----- The records -----

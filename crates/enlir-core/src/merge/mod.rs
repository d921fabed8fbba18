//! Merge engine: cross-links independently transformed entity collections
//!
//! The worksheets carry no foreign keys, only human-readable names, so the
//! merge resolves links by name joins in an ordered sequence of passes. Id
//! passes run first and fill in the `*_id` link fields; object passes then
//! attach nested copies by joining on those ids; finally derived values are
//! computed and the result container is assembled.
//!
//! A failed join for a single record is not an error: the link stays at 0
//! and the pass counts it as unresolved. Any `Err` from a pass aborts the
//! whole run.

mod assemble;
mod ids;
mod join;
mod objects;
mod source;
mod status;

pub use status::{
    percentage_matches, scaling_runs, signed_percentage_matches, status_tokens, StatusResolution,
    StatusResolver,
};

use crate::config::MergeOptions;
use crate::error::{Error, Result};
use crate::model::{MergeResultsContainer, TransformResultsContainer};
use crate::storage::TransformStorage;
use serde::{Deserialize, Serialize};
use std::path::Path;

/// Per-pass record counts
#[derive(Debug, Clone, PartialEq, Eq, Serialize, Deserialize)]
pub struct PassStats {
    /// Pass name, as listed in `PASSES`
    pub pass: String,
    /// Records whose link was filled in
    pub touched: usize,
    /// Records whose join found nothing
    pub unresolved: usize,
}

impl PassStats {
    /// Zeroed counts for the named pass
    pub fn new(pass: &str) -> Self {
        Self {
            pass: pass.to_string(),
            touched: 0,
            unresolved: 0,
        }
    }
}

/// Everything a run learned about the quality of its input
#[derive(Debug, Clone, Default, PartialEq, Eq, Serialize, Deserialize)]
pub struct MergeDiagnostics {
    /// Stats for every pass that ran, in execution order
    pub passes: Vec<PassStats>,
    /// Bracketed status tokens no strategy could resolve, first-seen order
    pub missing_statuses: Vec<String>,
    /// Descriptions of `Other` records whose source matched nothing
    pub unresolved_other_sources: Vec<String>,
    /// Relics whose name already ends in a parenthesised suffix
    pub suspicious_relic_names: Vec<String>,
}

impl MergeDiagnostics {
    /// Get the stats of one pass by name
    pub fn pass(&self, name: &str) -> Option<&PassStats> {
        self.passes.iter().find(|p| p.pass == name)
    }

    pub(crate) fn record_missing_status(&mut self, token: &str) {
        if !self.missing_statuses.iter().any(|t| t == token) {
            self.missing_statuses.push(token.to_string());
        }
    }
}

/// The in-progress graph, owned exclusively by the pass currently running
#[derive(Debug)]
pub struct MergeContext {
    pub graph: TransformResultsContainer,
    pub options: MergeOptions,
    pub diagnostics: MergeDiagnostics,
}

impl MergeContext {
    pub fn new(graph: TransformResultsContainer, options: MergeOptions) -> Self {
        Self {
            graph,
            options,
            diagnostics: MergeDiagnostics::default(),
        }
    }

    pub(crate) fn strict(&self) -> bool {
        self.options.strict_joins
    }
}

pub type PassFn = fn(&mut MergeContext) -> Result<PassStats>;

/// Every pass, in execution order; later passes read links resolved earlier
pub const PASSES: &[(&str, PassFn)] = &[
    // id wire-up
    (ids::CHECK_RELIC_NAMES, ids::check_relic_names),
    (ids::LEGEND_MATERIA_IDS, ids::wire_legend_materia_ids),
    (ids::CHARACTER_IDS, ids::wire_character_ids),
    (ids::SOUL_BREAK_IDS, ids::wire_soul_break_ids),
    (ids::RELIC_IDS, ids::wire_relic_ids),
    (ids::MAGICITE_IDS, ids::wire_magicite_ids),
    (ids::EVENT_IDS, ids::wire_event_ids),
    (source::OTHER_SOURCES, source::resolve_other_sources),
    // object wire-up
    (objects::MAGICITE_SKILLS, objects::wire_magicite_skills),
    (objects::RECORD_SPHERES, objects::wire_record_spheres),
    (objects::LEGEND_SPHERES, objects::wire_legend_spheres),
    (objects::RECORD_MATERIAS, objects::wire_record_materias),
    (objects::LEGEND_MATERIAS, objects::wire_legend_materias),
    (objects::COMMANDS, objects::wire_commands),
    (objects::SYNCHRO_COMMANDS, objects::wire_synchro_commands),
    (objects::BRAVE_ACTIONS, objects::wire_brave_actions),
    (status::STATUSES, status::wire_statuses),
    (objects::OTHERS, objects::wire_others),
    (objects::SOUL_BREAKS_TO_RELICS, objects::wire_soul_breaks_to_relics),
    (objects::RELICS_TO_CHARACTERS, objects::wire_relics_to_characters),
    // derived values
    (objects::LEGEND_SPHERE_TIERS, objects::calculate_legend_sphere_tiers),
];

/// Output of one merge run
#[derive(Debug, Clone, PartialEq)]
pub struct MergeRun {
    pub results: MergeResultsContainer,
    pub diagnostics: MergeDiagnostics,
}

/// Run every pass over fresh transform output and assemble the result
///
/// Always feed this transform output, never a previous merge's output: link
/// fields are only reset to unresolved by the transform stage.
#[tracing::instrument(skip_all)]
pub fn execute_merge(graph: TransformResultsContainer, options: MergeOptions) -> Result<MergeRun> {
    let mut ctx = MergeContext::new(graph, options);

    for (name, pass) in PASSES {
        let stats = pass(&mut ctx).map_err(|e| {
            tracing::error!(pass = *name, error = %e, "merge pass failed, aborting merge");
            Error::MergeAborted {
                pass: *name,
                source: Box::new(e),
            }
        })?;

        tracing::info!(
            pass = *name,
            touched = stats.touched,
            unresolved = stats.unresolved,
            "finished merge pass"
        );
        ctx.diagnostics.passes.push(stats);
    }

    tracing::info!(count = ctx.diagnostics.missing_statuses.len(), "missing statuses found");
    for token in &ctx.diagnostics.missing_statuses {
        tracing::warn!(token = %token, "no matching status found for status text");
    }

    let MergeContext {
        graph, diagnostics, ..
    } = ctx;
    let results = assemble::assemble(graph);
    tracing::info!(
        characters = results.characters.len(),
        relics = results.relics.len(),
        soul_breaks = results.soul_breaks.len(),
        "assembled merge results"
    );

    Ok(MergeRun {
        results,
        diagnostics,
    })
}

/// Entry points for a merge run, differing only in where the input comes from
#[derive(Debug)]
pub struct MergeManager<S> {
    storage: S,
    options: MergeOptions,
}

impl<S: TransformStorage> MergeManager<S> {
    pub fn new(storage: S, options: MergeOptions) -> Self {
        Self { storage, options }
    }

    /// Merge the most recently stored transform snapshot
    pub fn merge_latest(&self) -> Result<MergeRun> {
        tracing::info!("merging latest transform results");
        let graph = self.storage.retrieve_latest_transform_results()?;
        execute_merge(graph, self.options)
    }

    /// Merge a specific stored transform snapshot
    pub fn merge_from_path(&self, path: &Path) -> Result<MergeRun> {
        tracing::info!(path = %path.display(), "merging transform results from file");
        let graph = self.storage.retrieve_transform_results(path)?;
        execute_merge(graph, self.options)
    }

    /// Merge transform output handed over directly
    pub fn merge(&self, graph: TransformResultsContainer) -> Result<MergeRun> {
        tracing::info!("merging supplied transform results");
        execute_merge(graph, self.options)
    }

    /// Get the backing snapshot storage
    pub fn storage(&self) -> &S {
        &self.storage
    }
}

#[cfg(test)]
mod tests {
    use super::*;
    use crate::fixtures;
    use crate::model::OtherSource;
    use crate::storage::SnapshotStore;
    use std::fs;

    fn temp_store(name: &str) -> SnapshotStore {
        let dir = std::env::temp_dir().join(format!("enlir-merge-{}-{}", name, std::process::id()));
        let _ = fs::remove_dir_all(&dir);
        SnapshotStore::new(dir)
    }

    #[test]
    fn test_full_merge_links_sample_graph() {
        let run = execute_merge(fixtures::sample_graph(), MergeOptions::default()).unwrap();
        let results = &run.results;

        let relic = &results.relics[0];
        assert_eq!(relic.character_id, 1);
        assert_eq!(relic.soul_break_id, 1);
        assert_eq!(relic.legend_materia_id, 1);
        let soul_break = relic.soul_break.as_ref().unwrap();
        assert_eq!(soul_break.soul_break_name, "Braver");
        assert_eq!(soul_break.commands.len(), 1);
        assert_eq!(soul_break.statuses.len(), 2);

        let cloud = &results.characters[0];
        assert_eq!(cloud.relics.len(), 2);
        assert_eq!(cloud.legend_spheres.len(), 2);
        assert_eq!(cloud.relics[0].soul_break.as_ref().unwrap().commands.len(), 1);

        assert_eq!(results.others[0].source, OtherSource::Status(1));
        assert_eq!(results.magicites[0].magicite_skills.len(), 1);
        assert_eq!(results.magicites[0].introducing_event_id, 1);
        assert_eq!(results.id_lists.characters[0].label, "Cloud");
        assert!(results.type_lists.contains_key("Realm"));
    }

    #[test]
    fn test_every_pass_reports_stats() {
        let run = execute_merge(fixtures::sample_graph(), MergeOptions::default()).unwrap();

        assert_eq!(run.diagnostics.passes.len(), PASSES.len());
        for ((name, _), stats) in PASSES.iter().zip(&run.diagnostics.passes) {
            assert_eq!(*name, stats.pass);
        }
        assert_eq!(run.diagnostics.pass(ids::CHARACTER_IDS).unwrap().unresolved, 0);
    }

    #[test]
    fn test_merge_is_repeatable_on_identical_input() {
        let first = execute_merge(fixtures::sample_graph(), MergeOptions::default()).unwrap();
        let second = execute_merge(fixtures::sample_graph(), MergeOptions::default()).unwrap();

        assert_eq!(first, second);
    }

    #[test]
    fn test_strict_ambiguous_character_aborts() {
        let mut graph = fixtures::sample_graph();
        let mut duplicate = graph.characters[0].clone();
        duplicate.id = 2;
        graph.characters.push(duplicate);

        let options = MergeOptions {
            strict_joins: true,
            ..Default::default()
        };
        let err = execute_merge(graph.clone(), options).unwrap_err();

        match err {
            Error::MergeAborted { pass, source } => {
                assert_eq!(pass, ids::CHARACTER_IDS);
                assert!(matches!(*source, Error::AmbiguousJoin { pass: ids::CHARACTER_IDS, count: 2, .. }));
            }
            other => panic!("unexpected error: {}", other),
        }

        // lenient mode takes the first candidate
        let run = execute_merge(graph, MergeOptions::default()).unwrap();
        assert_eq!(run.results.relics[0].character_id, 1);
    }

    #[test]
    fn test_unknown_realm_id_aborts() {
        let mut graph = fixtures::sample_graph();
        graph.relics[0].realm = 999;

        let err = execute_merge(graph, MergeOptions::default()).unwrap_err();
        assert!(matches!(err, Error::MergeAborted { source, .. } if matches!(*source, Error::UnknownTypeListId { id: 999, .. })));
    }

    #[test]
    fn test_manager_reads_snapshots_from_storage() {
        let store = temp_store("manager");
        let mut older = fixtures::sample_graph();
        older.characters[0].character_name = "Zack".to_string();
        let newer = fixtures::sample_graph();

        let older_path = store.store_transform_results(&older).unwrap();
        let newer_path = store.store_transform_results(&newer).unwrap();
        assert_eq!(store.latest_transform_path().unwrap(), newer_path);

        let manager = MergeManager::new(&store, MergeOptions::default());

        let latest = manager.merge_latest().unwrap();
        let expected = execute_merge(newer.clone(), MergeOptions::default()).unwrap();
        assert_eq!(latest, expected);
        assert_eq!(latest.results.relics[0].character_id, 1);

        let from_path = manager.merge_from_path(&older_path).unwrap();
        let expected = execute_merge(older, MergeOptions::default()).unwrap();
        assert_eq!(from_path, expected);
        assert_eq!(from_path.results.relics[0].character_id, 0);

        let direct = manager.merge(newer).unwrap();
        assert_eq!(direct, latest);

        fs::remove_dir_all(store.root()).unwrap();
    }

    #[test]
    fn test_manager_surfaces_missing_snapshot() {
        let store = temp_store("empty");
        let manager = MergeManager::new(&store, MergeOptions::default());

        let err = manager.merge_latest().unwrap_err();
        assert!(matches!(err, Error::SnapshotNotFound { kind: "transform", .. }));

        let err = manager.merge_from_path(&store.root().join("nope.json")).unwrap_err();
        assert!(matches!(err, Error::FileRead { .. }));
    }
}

-----

Problem to solve:
Say, as a bare number, how many lines of the data hold the string "struct".

Solution:
5